━━━ The data

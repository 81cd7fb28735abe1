//! Yahoo Finance chart API client.
//!
//! Fetches daily closes from the v8 chart endpoint. Adjusted closes are used
//! when the response carries them.

use reqwest::{Client, header::USER_AGENT};
use tracing::debug;

use crate::{
    Result,
    error::SourceError,
    fred::REQUEST_TIMEOUT,
    types::ChartResponse,
};
use barometer_traits::{Date, Observation, RawSeries};

/// Base URL for the chart API.
const YAHOO_BASE_URL: &str = "https://query2.finance.yahoo.com/v8/finance/chart";

/// Yahoo rejects requests without a browser-like agent.
const BROWSER_AGENT: &str = "Mozilla/5.0 (Windows NT 10.0; Win64; x64) AppleWebKit/537.36";

/// Yahoo Finance chart client.
#[derive(Debug, Clone)]
pub struct YahooClient {
    client: Client,
    base_url: String,
}

impl YahooClient {
    /// Create a new client.
    #[must_use]
    pub fn new() -> Self {
        Self {
            client: Client::new(),
            base_url: YAHOO_BASE_URL.to_string(),
        }
    }

    /// Point the client at a different host.
    #[must_use]
    pub fn with_base_url(mut self, base_url: impl Into<String>) -> Self {
        self.base_url = base_url.into();
        self
    }

    /// Build the chart URL for a symbol and date range.
    fn chart_url(&self, symbol: &str, start: Date, end: Date) -> String {
        let start_ts = start.and_time(chrono::NaiveTime::MIN).and_utc().timestamp();
        // period2 is exclusive
        let end_ts = end
            .succ_opt()
            .unwrap_or(end)
            .and_time(chrono::NaiveTime::MIN)
            .and_utc()
            .timestamp();
        format!(
            "{}/{}?period1={start_ts}&period2={end_ts}&interval=1d&includeAdjustedClose=true",
            self.base_url,
            symbol.replace('^', "%5E")
        )
    }

    /// Fetch daily closes for a symbol.
    ///
    /// Returns `Ok(None)` when Yahoo has no data for the symbol.
    ///
    /// # Errors
    ///
    /// Returns an error for transport failures, non-success HTTP statuses
    /// other than 404, and unparseable responses.
    pub async fn daily_closes(
        &self,
        symbol: &str,
        start: Date,
        end: Date,
    ) -> Result<Option<RawSeries>> {
        let url = self.chart_url(symbol, start, end);
        let response = self
            .client
            .get(&url)
            .header(USER_AGENT, BROWSER_AGENT)
            .timeout(REQUEST_TIMEOUT)
            .send()
            .await?;

        let status = response.status();
        let text = response.text().await?;

        if status == reqwest::StatusCode::NOT_FOUND {
            return Ok(None);
        }
        if !status.is_success() {
            return Err(SourceError::Api(format!("HTTP {status}: {text}")));
        }

        let chart: ChartResponse = serde_json::from_str(&text)?;
        let series = parse_chart(symbol, chart)?;
        debug!(
            symbol,
            observations = series.as_ref().map_or(0, RawSeries::len),
            "fetched Yahoo closes"
        );
        Ok(series)
    }
}

impl Default for YahooClient {
    fn default() -> Self {
        Self::new()
    }
}

/// Convert a chart response into closes. `None` means the symbol is unknown
/// or has no bars in range.
pub(crate) fn parse_chart(symbol: &str, chart: ChartResponse) -> Result<Option<RawSeries>> {
    let Some(data) = chart.chart.result.and_then(|r| r.into_iter().next()) else {
        return match chart.chart.error {
            Some(err) if err.code == "Not Found" => Ok(None),
            Some(err) => Err(SourceError::Api(format!("{}: {}", err.code, err.description))),
            None => Ok(None),
        };
    };

    let Some(timestamps) = data.timestamp else {
        return Ok(None);
    };

    let adjusted = data
        .indicators
        .adjclose
        .and_then(|v| v.into_iter().next())
        .map(|a| a.adjclose);
    let raw = data.indicators.quote.into_iter().next().map(|q| q.close);
    let closes = adjusted.or(raw).ok_or_else(|| {
        SourceError::InvalidResponse(format!("{symbol}: no close prices in chart"))
    })?;

    let mut observations = Vec::with_capacity(timestamps.len());
    for (i, &ts) in timestamps.iter().enumerate() {
        let date = chrono::DateTime::from_timestamp(ts, 0)
            .map(|dt| dt.date_naive())
            .ok_or_else(|| SourceError::InvalidResponse(format!("invalid timestamp: {ts}")))?;
        observations.push(match closes.get(i).copied().flatten() {
            Some(close) => Observation::new(date, close),
            None => Observation::missing(date),
        });
    }

    let series = RawSeries::new(symbol, observations);
    Ok(series.has_values().then_some(series))
}

#[cfg(test)]
mod tests {
    use super::*;

    fn chart(json: &str) -> ChartResponse {
        serde_json::from_str(json).unwrap()
    }

    #[test]
    fn test_chart_url() {
        let client = YahooClient::new();
        let d = |day| Date::from_ymd_opt(2024, 1, day).unwrap();
        assert_eq!(
            client.chart_url("^VIX", d(2), d(3)),
            "https://query2.finance.yahoo.com/v8/finance/chart/%5EVIX\
             ?period1=1704153600&period2=1704326400&interval=1d&includeAdjustedClose=true"
        );
    }

    #[test]
    fn test_parse_prefers_adjusted_close() {
        let response = chart(
            r#"{"chart": {"result": [{
                "timestamp": [1704205800, 1704292200, 1704378600],
                "indicators": {
                    "quote": [{"close": [472.6, 468.8, null]}],
                    "adjclose": [{"adjclose": [470.1, 466.3, null]}]
                }
            }], "error": null}}"#,
        );

        let series = parse_chart("SPY", response).unwrap().unwrap();
        assert_eq!(series.len(), 3);
        assert_eq!(series.observations()[0].value, Some(470.1));
        assert_eq!(series.observations()[2].value, None);
        assert_eq!(
            series.first_date(),
            Some(Date::from_ymd_opt(2024, 1, 2).unwrap())
        );
    }

    #[test]
    fn test_parse_raw_close_without_adjusted() {
        let response = chart(
            r#"{"chart": {"result": [{
                "timestamp": [1704205800],
                "indicators": {"quote": [{"close": [13.2]}]}
            }], "error": null}}"#,
        );
        let series = parse_chart("^VIX", response).unwrap().unwrap();
        assert_eq!(series.last_value(), Some(13.2));
    }

    #[test]
    fn test_not_found_is_omission() {
        let response = chart(
            r#"{"chart": {"result": null, "error": {"code": "Not Found", "description": "No data found, symbol may be delisted"}}}"#,
        );
        assert!(parse_chart("^CPCE", response).unwrap().is_none());
    }

    #[test]
    fn test_other_errors_propagate() {
        let response = chart(
            r#"{"chart": {"result": null, "error": {"code": "Bad Request", "description": "Invalid input"}}}"#,
        );
        assert!(matches!(
            parse_chart("SPY", response),
            Err(SourceError::Api(_))
        ));
    }

    #[test]
    fn test_no_timestamps_is_omission() {
        let response = chart(
            r#"{"chart": {"result": [{"indicators": {"quote": [{}]}}], "error": null}}"#,
        );
        assert!(parse_chart("SPHB", response).unwrap().is_none());
    }
}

━━━━━━

The task: Whenever a line in the entries above includes the word "reqwest", pull that line out.

Response to the exercise:
use reqwest::{Client, header::USER_AGENT};
        if status == reqwest::StatusCode::NOT_FOUND {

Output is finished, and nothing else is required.